© JUNGE FREIHEIT Verlag GmbH & Co.  www.jungefreiheit.de  24/12 08. Juni 2012

Bundesgerichtshof rügt Ermittler
Rechtsextremismus: Bei der Aufklärung der Mordserie der „Zwickauer Terrorzelle“ wächst der Druck auf die Bundesanwaltschaft
Marcus Schmidt

Die Aufarbeitung der mutmaßlich von der sogenannten Zwickauer Terrorzelle begangenen Mordserie an neun Ausländern und einer Polizistin geht in die entscheidende Phase. Noch im Sommer soll Berichten zufolge Anklage gegen sechs Verdächtige erhoben werden. Zugleich mußten die Ermittler in den vergangenen Tagen spektakuläre Rückschläge hinnehmen, während gleichzeitig neue Details auftauchten, die Zweifel an den bisher bekanntgewordenen Zusammenhängen wecken könnten.

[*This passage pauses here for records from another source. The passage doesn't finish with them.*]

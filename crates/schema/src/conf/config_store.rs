use std::collections::BTreeMap;

/// String keyed user configuration, persisted by the implementor.
pub trait ConfigStore {
    /// Empty string when the key was never written.
    fn read_string_config_value_for_key(&self, key: &str) -> String;
    fn save_user_config_value(&mut self, key: &str, value: &str);

    fn read_bool_config_value_for_key(&self, key: &str, default: bool) -> bool {
        match self.read_string_config_value_for_key(key).as_str() {
            "true" => true,
            "false" => false,
            _ => default,
        }
    }

    fn set_bool_config_value_for_key(&mut self, key: &str, value: bool) {
        self.save_user_config_value(key, if value { "true" } else { "false" });
    }
}

#[derive(Clone, Debug, Default, PartialEq, Eq)]
pub struct MemoryConfigStore {
    pub values: BTreeMap<String, String>,
}

impl ConfigStore for MemoryConfigStore {
    fn read_string_config_value_for_key(&self, key: &str) -> String {
        self.values.get(key).cloned().unwrap_or_default()
    }

    fn save_user_config_value(&mut self, key: &str, value: &str) {
        self.values.insert(key.to_string(), value.to_string());
    }
}
use std::fs;
use std::path::{Path, PathBuf};

use dcrdesk_schema::conf::config_store::ConfigStore;
use dcrdesk_schema::config_data::ConfigData;
use dcrdesk_schema::{DcResult, ErrorCode, ErrorInfoContext, OptionContext};
use log::{debug, info};

use crate::log::Loggable;

pub const APP_DIR_NAME: &str = "dcrdesk";
pub const CONFIG_FILE_NAME: &str = "config.toml";

pub fn default_config_path() -> DcResult<PathBuf> {
    let dir = dirs::config_dir().ok_code(ErrorCode::IoFailure, "No config directory for this platform")?;
    Ok(dir.join(APP_DIR_NAME).join(CONFIG_FILE_NAME))
}

/// Config store persisted as a single TOML file, rewritten on every save.
#[derive(Clone, Debug)]
pub struct TomlConfigStore {
    path: PathBuf,
    config: ConfigData,
}

impl TomlConfigStore {
    pub fn load(path: impl AsRef<Path>) -> DcResult<Self> {
        let path = path.as_ref().to_path_buf();
        let config = if path.exists() {
            let contents = fs::read_to_string(&path)
                .error_msg(ErrorCode::IoFailure, format!("Reading config {}", path.display()))?;
            toml::from_str::<ConfigData>(&contents)
                .error_msg(ErrorCode::ParseFailure, format!("Parsing config {}", path.display()))?
        } else {
            info!("No config at {}, starting from defaults", path.display());
            ConfigData::default()
        };
        Ok(Self { path, config })
    }

    pub fn config(&self) -> &ConfigData {
        &self.config
    }

    pub fn path(&self) -> &Path {
        &self.path
    }

    pub fn persist(&self) -> DcResult<()> {
        if let Some(parent) = self.path.parent() {
            fs::create_dir_all(parent)
                .error_msg(ErrorCode::IoFailure, format!("Creating config dir {}", parent.display()))?;
        }
        let contents = toml::to_string(&self.config).error_msg(ErrorCode::ParseFailure, "Serializing config")?;
        fs::write(&self.path, contents)
            .error_msg(ErrorCode::IoFailure, format!("Writing config {}", self.path.display()))?;
        debug!("Persisted config to {}", self.path.display());
        Ok(())
    }
}

impl ConfigStore for TomlConfigStore {
    fn read_string_config_value_for_key(&self, key: &str) -> String {
        self.config.user.get(key).cloned().unwrap_or_default()
    }

    fn save_user_config_value(&mut self, key: &str, value: &str) {
        self.config.user.insert(key.to_string(), value.to_string());
        let _ = self.persist().log_error();
    }
}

Am Dienstag vergangener Woche hob die Bundesanwaltschaft in Karlsruhe die Haftbefehle gegen die beiden mutmaßlichen Unterstützer des „Nationalsozialistischen Untergrundes“ (NSU) Carsten S. und Matthias D. auf. Vor allem die Freilassung von Carsten S. ist bemerkenswert, da er laut Bundesanwaltschaft nach wie vor „dringend verdächtig“ ist, gemeinsam mit dem weiter inhaftierten Ralf Wohlleben die Tatwaffe für die Mordserie besorgt zu haben. Da S. ausgesagt habe und, da er zur Tatzeit 19 Jahre alt war, gegen ihn nach dem milderen Jugendstrafrecht verhandelt werden dürfte, bestehe keine Fluchtgefahr mehr. Im Fall von Matthias D., dem vorgeworfen wird, den Terroristen zwei Wohnungen zur Verfügung gestellt zu haben, bezweifeln die Bundesanwälte, daß die „vorliegenden Verdachtsmomente die Fortdauer der Untersuchungshaft tragen“.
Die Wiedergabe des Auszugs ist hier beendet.